In this way, you do not need to edit the message (in your default language) at least that you need to use parameters.... It saved me a LOT of dev time
I am in the middle of designing a web form for German and French users. Within this form, the users would have to type street names several times.
I want to minimize the annoyance to the user, and offer autocomplete feature based on common French and German street names.
Any idea where I can a royalty-free list?
Would your users have to type the same street name multiple times? Because you could easily prevent this by coding something that prefilled the fields.
Another option could be to use your user database as a resource. Query it for all the available street names entered by your existing users and use that to generate suggestions.
Of course this would only work if you have a considerable number of users.

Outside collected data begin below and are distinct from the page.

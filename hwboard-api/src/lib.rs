use chrono::Utc;

pub use uuid::{uuid, Uuid};
pub type Time = chrono::DateTime<Utc>;

pub const STUB_UUID: Uuid = uuid!("ffffffff-ffff-ffff-ffff-ffffffffffff");

/// Unwraps a `Result<_, Error>` inside a board operation, returning the
/// domain error as the operation's (successful) outcome.
macro_rules! api_try {
    ($e:expr) => {
        match $e {
            Ok(v) => v,
            Err(e) => return Ok(Err(e)),
        }
    };
}

macro_rules! ensure_allowed {
    ($actor:expr, $action:expr) => {{
        let actor: &$crate::User = $actor;
        let action = $action;
        if !$crate::policy::can_perform(actor, action) {
            tracing::debug!(user = ?actor.id, ?action, "refusing action");
            return Ok(Err($crate::Error::PermissionDenied));
        }
    }};
}

mod assignment;
pub use assignment::{
    assignment_detail, cleanup_assignments, cleanup_cutoff, create_assignment,
    delete_assignment, student_assignments, teacher_assignments, toggle_completion,
    update_assignment, Assignment, AssignmentDetail, AssignmentId, AssignmentStats,
    AssignmentUpdate, CleanupReport, CleanupRequest, CompletionRecord, Homework, NewAssignment,
    StudentRecord, DEFAULT_CLEANUP_DAYS, NO_DESCRIPTION,
};

mod auth;
pub use auth::{AuthToken, NewSession};

mod comment;
pub use comment::{
    comment_stats, create_comment, delete_comment, hot_comments, list_comments, list_replies,
    Comment, CommentId, NewComment, Thread,
};

mod db;
pub use db::Db;

mod error;
pub use error::Error;

pub mod heat;
pub use heat::{CommentStats, Heat, RatingStats, TopicStats};

mod like;
pub use like::{toggle_like, LikeTarget, LikeToggle};

pub mod policy;

pub mod rank;
pub use rank::{Page, Ranked, RatingOrder};

mod rating;
pub use rating::{
    create_rating, delete_rating, list_ratings, rate, rating_detail, rating_stats,
    toggle_rating_active, NewRating, NewScore, Rating, RatingFilter, RatingId, RatingView,
    UserRating,
};

mod subject;
pub use subject::{
    hidden_subjects, seed_subjects, set_hidden_subjects, Subject, SubjectId, DEFAULT_SUBJECTS,
};

mod topic;
pub use topic::{
    create_topic, delete_topic, leaderboard, recent_topics, toggle_pin, topic_detail,
    topic_stats, NewTopic, Topic, TopicId, TopicView,
};

mod user;
pub use user::{create_user, delete_user, NewUser, Role, User, UserId};

pub fn validate_string(s: &str) -> Result<(), Error> {
    if s.contains('\0') {
        return Err(Error::NullByteInString(String::from(s)));
    }
    Ok(())
}
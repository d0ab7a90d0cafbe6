//! Ordering of scored content for display.
//!
//! Everything here recomputes the heat of every candidate on each call.
//! Equal scores are ordered by id so that the result does not depend on
//! the input order.

use std::cmp::Ordering;

use crate::{heat::Heat, CommentStats, RatingStats, Time, TopicStats};

pub const LEADERBOARD_LEN: usize = 10;
pub const TOPIC_HOT_COMMENTS: usize = 5;
pub const RATING_HOT_COMMENTS: usize = 3;
pub const PAGE_SIZE: usize = 10;

#[derive(Clone, Debug, PartialEq, serde::Deserialize, serde::Serialize)]
pub struct Ranked<T> {
    pub item: T,
    pub heat: f64,
}

fn score_all<T: Heat>(items: Vec<T>, now: Time) -> Vec<Ranked<T>> {
    items
        .into_iter()
        .map(|item| Ranked {
            heat: item.heat(now),
            item,
        })
        .collect()
}

fn hotter_first(a: f64, b: f64) -> Ordering {
    b.total_cmp(&a)
}

/// Pinned topics first, then by decreasing heat
pub fn rank_topics(topics: Vec<TopicStats>, now: Time) -> Vec<Ranked<TopicStats>> {
    let mut ranked = score_all(topics, now);
    ranked.sort_by(|a, b| {
        b.item
            .topic
            .pinned
            .cmp(&a.item.topic.pinned)
            .then_with(|| hotter_first(a.heat, b.heat))
            .then_with(|| a.item.topic.id.cmp(&b.item.topic.id))
    });
    ranked
}

pub fn leaderboard(topics: Vec<TopicStats>, now: Time) -> Vec<Ranked<TopicStats>> {
    let mut ranked = rank_topics(topics, now);
    ranked.truncate(LEADERBOARD_LEN);
    ranked
}

/// The `k` hottest top-level comments; replies never make the cut
pub fn hot_comments(comments: Vec<CommentStats>, k: usize, now: Time) -> Vec<Ranked<CommentStats>> {
    let top_level = comments
        .into_iter()
        .filter(|c| c.comment.parent.is_none())
        .collect();
    let mut ranked = score_all(top_level, now);
    ranked.sort_by(|a, b| {
        hotter_first(a.heat, b.heat).then_with(|| a.item.comment.id.cmp(&b.item.comment.id))
    });
    ranked.truncate(k);
    ranked
}

#[derive(Clone, Copy, Debug, Default, Eq, PartialEq, serde::Deserialize, serde::Serialize)]
#[serde(rename_all = "lowercase")]
pub enum RatingOrder {
    #[default]
    Heat,
    /// Highest average score first, unrated last
    Score,
}

pub fn rank_ratings(
    ratings: Vec<RatingStats>,
    order: RatingOrder,
    now: Time,
) -> Vec<Ranked<RatingStats>> {
    let mut ranked = score_all(ratings, now);
    ranked.sort_by(|a, b| {
        let primary = match order {
            RatingOrder::Heat => hotter_first(a.heat, b.heat),
            RatingOrder::Score => match (a.item.average, b.item.average) {
                (Some(a), Some(b)) => hotter_first(a, b),
                (Some(_), None) => Ordering::Less,
                (None, Some(_)) => Ordering::Greater,
                (None, None) => Ordering::Equal,
            },
        };
        primary.then_with(|| a.item.rating.id.cmp(&b.item.rating.id))
    });
    ranked
}

#[derive(Clone, Debug, Eq, PartialEq, serde::Deserialize, serde::Serialize)]
pub struct Page<T> {
    pub items: Vec<T>,
    /// 1-based
    pub page: usize,
    pub num_pages: usize,
    pub total: usize,
}

/// Cuts page number `page` out of `items`. Out-of-range pages fall back to
/// the first one, and there is always at least one (possibly empty) page.
pub fn paginate<T>(items: Vec<T>, page: usize, per_page: usize) -> Page<T> {
    let per_page = per_page.max(1);
    let total = items.len();
    let num_pages = ((total + per_page - 1) / per_page).max(1);
    let page = if (1..=num_pages).contains(&page) {
        page
    } else {
        1
    };
    let items = items
        .into_iter()
        .skip((page - 1) * per_page)
        .take(per_page)
        .collect();
    Page {
        items,
        page,
        num_pages,
        total,
    }
}

#[cfg(test)]
mod tests {
    use chrono::Duration;

    use super::*;
    use crate::{
        heat::tests::{comment, now, rating, topic},
        CommentId,
    };

    fn topic_stats(pinned: bool, likes: u64) -> TopicStats {
        TopicStats {
            topic: topic(now(), pinned),
            likes,
            comments: vec![],
        }
    }

    fn comment_stats(parent: Option<CommentId>, likes: u64) -> CommentStats {
        CommentStats {
            comment: comment(now(), parent),
            likes,
            replies: 0,
        }
    }

    #[test]
    fn pinned_topics_come_first() {
        let pinned = topic_stats(true, 0);
        let popular = topic_stats(false, 95);
        let ranked = rank_topics(vec![popular.clone(), pinned.clone()], now());
        assert_eq!(ranked[0].item, pinned);
        assert_eq!(ranked[1].item, popular);
        assert!(ranked[0].heat < ranked[1].heat);
    }

    #[test]
    fn topics_by_heat_within_partitions() {
        let cold = topic_stats(false, 1);
        let warm = topic_stats(false, 3);
        let pinned_cold = topic_stats(true, 0);
        let pinned_warm = topic_stats(true, 7);
        let ranked = rank_topics(
            vec![cold.clone(), pinned_cold.clone(), warm.clone(), pinned_warm.clone()],
            now(),
        );
        let order: Vec<_> = ranked.into_iter().map(|r| r.item).collect();
        assert_eq!(order, vec![pinned_warm, pinned_cold, warm, cold]);
    }

    #[test]
    fn ties_are_broken_by_id() {
        let a = topic_stats(false, 2);
        let b = topic_stats(false, 2);
        let one = rank_topics(vec![a.clone(), b.clone()], now());
        let other = rank_topics(vec![b, a], now());
        assert_eq!(one, other);
        assert!(one[0].item.topic.id < one[1].item.topic.id);
    }

    #[test]
    fn leaderboard_is_capped() {
        let topics = (0..25).map(|i| topic_stats(i % 7 == 0, i)).collect();
        assert_eq!(leaderboard(topics, now()).len(), LEADERBOARD_LEN);
        assert!(leaderboard(vec![], now()).is_empty());
    }

    #[test]
    fn hot_comments_skip_replies_and_respect_k() {
        let root = comment_stats(None, 0);
        let reply = comment_stats(Some(root.comment.id), 50);
        let mut comments = vec![root.clone(), reply];
        comments.extend((0..6).map(|i| comment_stats(None, i)));
        for k in [0, 1, 3, 5, 10] {
            let hot = hot_comments(comments.clone(), k, now());
            assert!(hot.len() <= k);
            assert!(hot.iter().all(|c| c.item.comment.parent.is_none()));
        }
        let hot = hot_comments(comments, 3, now());
        assert_eq!(
            hot.iter().map(|c| c.item.likes).collect::<Vec<_>>(),
            vec![5, 4, 3]
        );
    }

    #[test]
    fn older_comments_cool_down() {
        let fresh = comment_stats(None, 1);
        let mut old = comment_stats(None, 1);
        old.comment.date = now() - Duration::days(3);
        let hot = hot_comments(vec![old.clone(), fresh.clone()], 1, now());
        assert_eq!(hot[0].item, fresh);
    }

    #[test]
    fn ratings_by_score_put_unrated_last() {
        let stats = |average| RatingStats {
            rating: rating(now()),
            user_ratings: 1,
            comments: 0,
            average,
        };
        let unrated = stats(None);
        let good = stats(Some(4.5));
        let meh = stats(Some(2.0));
        let ranked = rank_ratings(
            vec![unrated.clone(), meh.clone(), good.clone()],
            RatingOrder::Score,
            now(),
        );
        let order: Vec<_> = ranked.into_iter().map(|r| r.item).collect();
        assert_eq!(order, vec![good, meh, unrated]);
    }

    #[test]
    fn ratings_by_heat() {
        let mut busy = RatingStats {
            rating: rating(now()),
            user_ratings: 2,
            comments: 4,
            average: Some(1.0),
        };
        let quiet = RatingStats {
            rating: rating(now()),
            user_ratings: 5,
            comments: 0,
            average: Some(5.0),
        };
        let ranked = rank_ratings(vec![quiet.clone(), busy.clone()], RatingOrder::Heat, now());
        assert_eq!(ranked[0].item, busy);
        busy.rating.date = now() - Duration::days(60);
        let ranked = rank_ratings(vec![busy, quiet.clone()], RatingOrder::Heat, now());
        assert_eq!(ranked[0].item, quiet);
    }

    #[test]
    fn pagination() {
        let p = paginate((1..=25).collect::<Vec<_>>(), 2, 10);
        assert_eq!(p.items, (11..=20).collect::<Vec<_>>());
        assert_eq!((p.page, p.num_pages, p.total), (2, 3, 25));
        let p = paginate((1..=25).collect::<Vec<_>>(), 3, 10);
        assert_eq!(p.items, vec![21, 22, 23, 24, 25]);
        let p = paginate((1..=25).collect::<Vec<_>>(), 9, 10);
        assert_eq!(p.page, 1);
        assert_eq!(p.items.len(), 10);
        let p = paginate(Vec::<u8>::new(), 0, 10);
        assert_eq!((p.page, p.num_pages, p.total), (1, 1, 0));
        assert!(p.items.is_empty());
    }
}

[EDIT] You could have a look at OpenStreetMap with their Planet.osm dumbs (or have a look here for a dump containing data for just Europe). That is basically the OSM database with all the map information they have, including street names. It's all in an XML format and streets seem to be stored as Ways. There are tools (i.e. Osmosis) to extract the data and put it into a database, or you could write something to plough through the data and filter out the street names for your database.
Start with http://en.wikipedia.org/wiki/Category:Streets_in_Germany and http://en.wikipedia.org/wiki/Category:Streets_in_France. You may want to verify the Wikipedia copyright isn't more protective than would be suitable for your needs.
Edit (merged from my own comment): Of course, to answer the "programmatically" part of your question: figure out how to spider and scrape those Wikipedia category pages. The polite thing to do would be to cache it, rather than hitting it every time you need to get the street list; refreshing once every month or so should be sufficient, since the information is unlikely to change significantly.
You could start by pulling names via Google API (just find e.g. lat/long outer bounds - of Paris and go to the center) - but since Google limits API use, it would probably take very long to do it.
I had once contacted City of Bratislava about the street names list and they sent it to me as XLS. Maybe you could try doing that for your preferred cities.
I like Tom van Enckevort's suggestion, but I would be a little more specific that just looking inside the Planet.osm links, because most of them require the usage of some tool to deal with the supported formats (pbf, osm xml etc)
In fact, take a look at the following link
http://download.gisgraphy.com/openstreetmap/
The files there are all in .txt format and if it's only the street names that you want to use, just extract the second field (name) and you are done.
As an fyi, I didn't have any use for the French files in my project, but mining the German files resulted (after normalization) in a little more than 380K unique entries (~6 MB in size)
#dusoft might be onto something - maybe someone at a government level can help? I don't think that a simple list of street names cannot be copyrighted, nor any royalties be charged. If that is the case, maybe you could even scrape some mapping data from something like a TomTom?
The "Deutsche Post" offers a list with all street names in Germany:
http://www.deutschepost.de/dpag?xmlFile=link1015590_3877
They don't mention the price, but I reckon it's not for free.